SevenTen wrote:Really? So far in the distant future? That would be pretty simple to prove, so how about trotting out:
* current usage of uranium
* current supply and reserves
* an adequate growth rate, realizing all the slack that needs to picked up from the peaking of oil, the peaking of natural gas in a few years, and the peaking of coal somewhere in the next 20 years
Then calculate the doubling time using the growth rate above (the REAL way, not using the rule of 72). Then bring the results here and we'll have a look-see about it peaking so far in the distant future that only the immortals will see it.
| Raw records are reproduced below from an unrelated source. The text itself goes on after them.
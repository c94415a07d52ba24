use std::sync::atomic::{AtomicU64, Ordering};
use std::sync::Arc;

use tracing::{error, info};

use crate::actor_framework::ResourceActor;
use crate::checkout::{CheckoutAttempt, CheckoutPipeline};
use crate::clients::{LedgerClient, MenuClient, OrderClient, RechargeClient, TrackingClient};
use crate::config::Config;
use crate::domain::{Account, MenuItem, Order, OrderTracking, RechargeCard};
use super::SystemError;

/// The main application system that orchestrates all actors.
///
/// Responsible for starting up actors, wiring them together, and handling shutdown.
pub struct FoodSystem {
    pub ledger: LedgerClient,
    pub menu: MenuClient,
    pub orders: OrderClient,
    pub tracking: TrackingClient,
    pub recharge: RechargeClient,
    pub checkout: CheckoutPipeline,
    handles: Vec<tokio::task::JoinHandle<()>>,
}

impl FoodSystem {
    pub fn new(config: &Config) -> Self {
        let buffer = config.mailbox_size;

        // 1. Accounts, keyed by owner id
        let (ledger_actor, ledger_resource_client) = ResourceActor::<Account>::keyed(buffer);
        let ledger = LedgerClient::new(ledger_resource_client);
        let ledger_handle = tokio::spawn(ledger_actor.run());

        // 2. Menu items get sequential ids
        let item_id_counter = Arc::new(AtomicU64::new(1));
        let next_item_id = move || {
            let id = item_id_counter.fetch_add(1, Ordering::SeqCst);
            format!("item_{}", id)
        };
        let (menu_actor, menu_resource_client) = ResourceActor::<MenuItem>::new(buffer, next_item_id);
        let menu = MenuClient::new(menu_resource_client);
        let menu_handle = tokio::spawn(menu_actor.run());

        // 3. Orders and tracking, keyed by the order id checkout chooses
        let (order_actor, order_resource_client) = ResourceActor::<Order>::keyed(buffer);
        let orders = OrderClient::new(order_resource_client);
        let order_handle = tokio::spawn(order_actor.run());

        let (tracking_actor, tracking_resource_client) = ResourceActor::<OrderTracking>::keyed(buffer);
        let tracking = TrackingClient::new(tracking_resource_client);
        let tracking_handle = tokio::spawn(tracking_actor.run());

        // 4. Recharge cards, keyed by code
        let (card_actor, card_resource_client) = ResourceActor::<RechargeCard>::keyed(buffer);
        let recharge = RechargeClient::new(
            card_resource_client,
            ledger.clone(),
            config.card_code_length,
            config.card_code_retries,
        );
        let card_handle = tokio::spawn(card_actor.run());

        // 5. Checkout attempts, keyed by idempotency key
        let (attempt_actor, attempt_resource_client) = ResourceActor::<CheckoutAttempt>::keyed(buffer);
        let attempt_handle = tokio::spawn(attempt_actor.run());
        let checkout = CheckoutPipeline::new(
            ledger.clone(),
            menu.clone(),
            orders.clone(),
            tracking.clone(),
            attempt_resource_client,
            config.step_timeout,
        );

        info!(mailbox_size = buffer, step_timeout_ms = config.step_timeout.as_millis() as u64, "Food system started");

        Self {
            ledger,
            menu,
            orders,
            tracking,
            recharge,
            checkout,
            handles: vec![
                ledger_handle,
                menu_handle,
                order_handle,
                tracking_handle,
                card_handle,
                attempt_handle,
            ],
        }
    }

    /// Closes every mailbox and waits for the actors to drain.
    ///
    /// Clones of the clients held elsewhere keep their actor alive, so callers
    /// must drop those first.
    pub async fn shutdown(self) -> Result<(), SystemError> {
        info!("Shutting down system...");

        drop(self.checkout);
        drop(self.recharge);
        drop(self.tracking);
        drop(self.orders);
        drop(self.menu);
        drop(self.ledger);

        for handle in self.handles {
            if let Err(e) = handle.await {
                error!("Actor task failed: {:?}", e);
                return Err(SystemError::TaskFailed(e));
            }
        }

        info!("System shutdown complete.");
        Ok(())
    }
}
And please source your data.
Current usage is laid out about two dozen times in this thread, as are the disputes over supplies and reserves. If you are too lazy to read through this whole thread then look them up on the internet.
As for taking up all the slack from Petroleum, Natural gas and Coal, wherever did you get the idea that it is my job to justify such arbitrary conditions for your amusement? Of course we should ignore the fact that electrified railroads and nuclear powered freighters coupled with nuclear powered electricity production pretty much wipes out the shipping of goods via fossil fuels. For human transport, why should having a few Billion private cars even be a goal? If you do want a few Billion private cars then you will have to go electric for those as well, which would be expensive but not impossible.
I choose not to play your game of 'adequate growth rate' in my opinion growth for the sake of growth is not a goal, it is a sign of cancer.
Fission won't give you Utopia any more than any system will, what it will do is provide energy for vital transport, electricity for residential, commercial and industrial use, and workarounds for the decline of fossil fuels without screwing up the environment beyond all recognition or increasing the chances of flipping the climactic tipping point and returning us to the hothouse end of the climate cycle where subtropical trees lived in northern Canada.
Up until the last 100 years the average human being was born and died within 20 miles of the same spot, the insane desire to travle everywhere you can is a fossil fueled aberation, not a normal way of life.